(Saved data entries)

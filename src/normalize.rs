//! Company name normalization
//!
//! Canonicalizes noisy spreadsheet names into stable lookup keys.
//! Stages, applied in this order:
//! - Collapse every whitespace run (tabs, U+3000 included) to one space, trim the ends
//! - Remove business suffix phrases ("and subsidiaries", version and plan-type markers)
//! - Strip status markers from both ends, bracketed or bare
//! - Fold full-width ASCII forms to half-width
//! - Canonicalize bracket style to `(` `)`
//! - Lowercase
//!
//! The stage order is load-bearing: fallback identifiers are derived from the
//! normalized key, so reordering changes the key (and the identifier) for names
//! that have already been seen.

use regex::Regex;
use std::sync::LazyLock;
use unicode_normalization::UnicodeNormalization;

/// Status markers stripped from either end of a name (compared after width/case folding)
const STATUS_MARKERS: &[&str] = &[
    "transferred-out",
    "transferred out",
    "transferred",
    "account closed",
    "closed",
    "terminated",
    "frozen",
    "suspended",
    "dormant",
    "cancelled",
    "canceled",
    "deregistered",
    "liquidated",
    "in liquidation",
    "under liquidation",
    "merged",
    "expired",
    "inactive",
    "lapsed",
    "withdrawn",
    "surrendered",
    "void",
    "invalid",
    "duplicate",
    "deleted",
    "archived",
    "on hold",
    "migrated",
    "pending closure",
];

/// Trailing business phrases that do not identify the company
const SUFFIX_PHRASES: &[&str] = &[
    "and its subsidiaries",
    "and subsidiaries",
    "& subsidiaries",
    "and affiliates",
    "& affiliates",
];

/// Trailing version / plan-type markers, matched against the folded view
// constant pattern, covered by test_suffix_phrases
static TRAILING_MARKER_RE: LazyLock<Regex> = LazyLock::new(|| {
    Regex::new(
        r"[\s\-_/,]*(?:\(\s*)?(?:(?:v|ver\.?|version)\s*\d+(?:\.\d+)*|(?:db|dc|annuity|pension|retirement|401k)\s+plan)(?:\s*\))?$",
    )
    .unwrap()
});

/// Deterministic name canonicalizer.
///
/// Cheap to construct; holds no state besides the static tables.
#[derive(Debug, Clone, Copy, Default)]
pub struct NormalizationService;

impl NormalizationService {
    pub fn new() -> Self {
        Self
    }

    /// Normalize a raw name. Empty input yields an empty string.
    ///
    /// ```
    /// use company_id_resolver::NormalizationService;
    ///
    /// let svc = NormalizationService::new();
    /// assert_eq!(svc.normalize(" Example Co (transferred-out) "), "example co");
    /// assert_eq!(svc.normalize("ＡＢＣ Holdings【Closed】"), "abc holdings");
    /// ```
    pub fn normalize(&self, raw: &str) -> String {
        let mut chars = collapse_whitespace(raw);

        loop {
            let mut changed = false;
            while strip_suffix_phrase(&mut chars) || strip_trailing_marker(&mut chars) {
                changed = true;
            }
            while strip_status_marker(&mut chars) {
                changed = true;
            }
            if !changed {
                break;
            }
        }

        chars.into_iter().map(fold_char).collect()
    }

    /// Normalize an optional field; `None` and blank input both yield `None`.
    pub fn normalize_opt(&self, raw: Option<&str>) -> Option<String> {
        raw.map(|s| self.normalize(s)).filter(|s| !s.is_empty())
    }
}

fn collapse_whitespace(raw: &str) -> Vec<char> {
    let mut chars = Vec::with_capacity(raw.len());
    for word in raw.split_whitespace() {
        if !chars.is_empty() {
            chars.push(' ');
        }
        chars.extend(word.chars());
    }
    chars
}

/// Width, bracket and case folding for a single character.
///
/// Strictly one char in, one char out, so positions in the folded view line up
/// with positions in the original.
fn fold_char(c: char) -> char {
    let c = match c {
        '\u{3000}' | '\u{FF01}'..='\u{FF5E}' => std::iter::once(c).nfkc().next().unwrap_or(c),
        _ => c,
    };
    let c = match c {
        '[' | '【' | '〔' | '〖' | '{' => '(',
        ']' | '】' | '〕' | '〗' | '}' => ')',
        _ => c,
    };
    let mut lower = c.to_lowercase();
    match (lower.next(), lower.next()) {
        (Some(l), None) => l,
        _ => c,
    }
}

fn folded(chars: &[char]) -> String {
    chars.iter().copied().map(fold_char).collect()
}

fn trim_chars(chars: &mut Vec<char>) {
    while chars
        .last()
        .is_some_and(|c| c.is_whitespace() || matches!(c, ',' | '-'))
    {
        chars.pop();
    }
    let lead = chars.iter().take_while(|c| c.is_whitespace()).count();
    chars.drain(..lead);
}

fn is_word_char(c: char) -> bool {
    c.is_alphanumeric()
}

/// Remove one trailing suffix phrase; returns whether anything was removed.
fn strip_suffix_phrase(chars: &mut Vec<char>) -> bool {
    let view: Vec<char> = folded(chars).chars().collect();
    for phrase in SUFFIX_PHRASES {
        let p: Vec<char> = phrase.chars().collect();
        if view.len() < p.len() || view[view.len() - p.len()..] != p[..] {
            continue;
        }
        let start = view.len() - p.len();
        if start > 0 && is_word_char(view[start - 1]) && is_word_char(p[0]) {
            continue;
        }
        chars.truncate(start);
        trim_chars(chars);
        return true;
    }
    false
}

fn strip_trailing_marker(chars: &mut Vec<char>) -> bool {
    let view = folded(chars);
    let Some(m) = TRAILING_MARKER_RE.find(&view) else {
        return false;
    };
    let start = view[..m.start()].chars().count();
    let first = view[m.start()..].chars().next();
    let prev = view[..m.start()].chars().next_back();
    // "Conv2" keeps its digits: a bare marker must start on a word boundary
    if prev.is_some_and(is_word_char) && first.is_some_and(is_word_char) {
        return false;
    }
    // never strip the whole name down to nothing via a version marker
    if start == 0 {
        return false;
    }
    chars.truncate(start);
    trim_chars(chars);
    true
}

/// Strip one status marker from the start or end, bracketed or bare.
fn strip_status_marker(chars: &mut Vec<char>) -> bool {
    let view: Vec<char> = folded(chars).chars().collect();
    for marker in STATUS_MARKERS {
        let m: Vec<char> = marker.chars().collect();

        // bracketed: "(closed)" at either end, no boundary check
        let bracketed: Vec<char> = std::iter::once('(')
            .chain(m.iter().copied())
            .chain(std::iter::once(')'))
            .collect();
        if view.ends_with(&bracketed) {
            chars.truncate(view.len() - bracketed.len());
            trim_chars(chars);
            return true;
        }
        if view.starts_with(&bracketed) {
            chars.drain(..bracketed.len());
            trim_chars(chars);
            return true;
        }

        // bare: must sit on a word boundary
        if view.ends_with(&m) {
            let start = view.len() - m.len();
            if start == 0 || !is_word_char(view[start - 1]) {
                chars.truncate(start);
                trim_chars(chars);
                return true;
            }
        }
        if view.starts_with(&m) && (view.len() == m.len() || !is_word_char(view[m.len()])) {
            chars.drain(..m.len());
            trim_chars(chars);
            return true;
        }
    }
    false
}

YOUR TASK:
Scan the records above and report how many lines include the word "both", without any other text.

SOLUTION FOR THIS PROBLEM:
2